In its verses, the writer and prophet Isaiah says he saw the Lord high and exalted, seated on a throne and the train of His robe filled the temple. Above Him were angels who declared, “Holy, holy, holy is the Lord Almighty. The whole earth is full of His glory.”

Isaiah was ruined by what he saw and heard but, after an angel touched his lips and declared cleansing from his sin, the prophet tells the Lord he will go in response to His question, “Whom shall I send, and who will go for us?”

As a missionary and YWAM leader, Byrd says Isaiah’s words “Here am I; send me” are important to him and to The Send—founded by prayer and fasting leader Lou Engle—because they communicate hearts that are intent on reaching nations with the gospel.

“I was struck by the beginning of this passage because it begins in a time of shaking. And what I have seen in America these last weeks among courageous believers in the body of Christ are people who see God as bigger than our crisis. There is a people rising in America who see the Lord exalted above all of the urgency, the crisis, the difficulty of the hour we live in,” says Byrd.

He also sees a nation of people who are desperate for a savior and a world that is longing and groaning under the weight of brokenness, sin and division. “People are longing for a messiah and, in the midst of it, God is shaking the church so that we would become a ‘re-presentation’ of Jesus to the nations of the earth,” he says.

Byrd believes Jesus is longing to show who He is in truth to America. “Jesus is longing to reveal himself to Gen Z as He really is.

“I think we can all say with total confidence, ‘Jesus has been misrepresented in America.’ Jesus has been misrepresented in the nations of the earth.”

Byrd says there are few things worse than being misrepresented by someone. As a father of two adopted children, Byrd says fatherhood has been misrepresented by other men.

He believes Jesus is zealous for the church to “re-present” him to a nation that has a skewed perspective. The broken in America, in its foster care system and those divided by race represent people Jesus is after in this hour, Byrd says.

“Jesus is longing that we would pull back the curtain and unveil him as he is in America. I believe that the result of a ‘re-presentation’ of Jesus to America will be the largest wave of salvation that this nation has ever seen. There is a spiritual awakening on the doorsteps. We’ve all been praying for it. But none of us thought that it might come through an awakening and a shaking like we’ve experienced in the last year,” Byrd says.

He wonders if there was another way to wake up the church than to shake it. Could it have been an anointed preacher? Might it have been a worship song that united the whole church?

“Was there any other way to get to the core of the issues? Was there any other way to truly pull us out of sleepiness, apathy, mediocrity, any other way than to shake everything?”

This much Byrd knows with certainty: America is absolutely resistant to religion, but it is also longing for the Messiah. “Many of the manifestations of the brokenness that we have seen over this last year are simply a cry for a Messiah,” he says.

Byrd says the world needs to see the church celebrating truth right now. Celebrating the dignity of masculinity. Celebrating the beauty of femininity. Celebrating the covenant of marriage, celebrating and living in truth, so that the world knows it’s for everybody including the Gen Z—and Millennial—generations.

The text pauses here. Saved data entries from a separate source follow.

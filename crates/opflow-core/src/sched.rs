//! Scheduler contract
//!
//! A scheduler is a cheap handle onto an execution context. Submitting
//! an [`OpState`] transfers ownership to the context, which must either
//! run it (`try_run`) or, when draining at shutdown, deliver
//! `set_stopped`. The `on`/`transfer` adaptors are written purely in
//! terms of this trait, so reactor threads and pool threads compose the
//! same way.

use crate::op::OpState;

/// Handle used to resume continuations on a particular execution context
pub trait Scheduler: Clone + Send + Sync + 'static {
    /// Enqueue an operation body onto the context
    ///
    /// The context invokes `try_run` exactly once for scheduled
    /// continuations; on shutdown drain, un-run bodies receive
    /// `set_stopped` instead.
    fn submit(&self, op: Box<dyn OpState>);
}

The Gospel of Mark is written, largely, to Gentiles in what Byrd says is a “re-presentation” of Jesus to the Roman world.

“He’s writing with of goal of ‘re-presenting’ Jesus to a people who are asking, ‘Is Jesus for us, or is he only the God of Israel. Is he Jesus our Messiah or is he only the Messiah of Israel?’ He tells these early stories right at the start of what Jesus is like because He’s been misrepresented,” Byrd says. {eoa}

Steve Rees is a former general assignment reporter who, with one other journalist, first wrote about the national men’s movement Promise Keepers from his home in Colorado. Rees and Promise Keepers Founder Bill McCartney attended the Boulder Vineyard. Today Rees writes in his free time.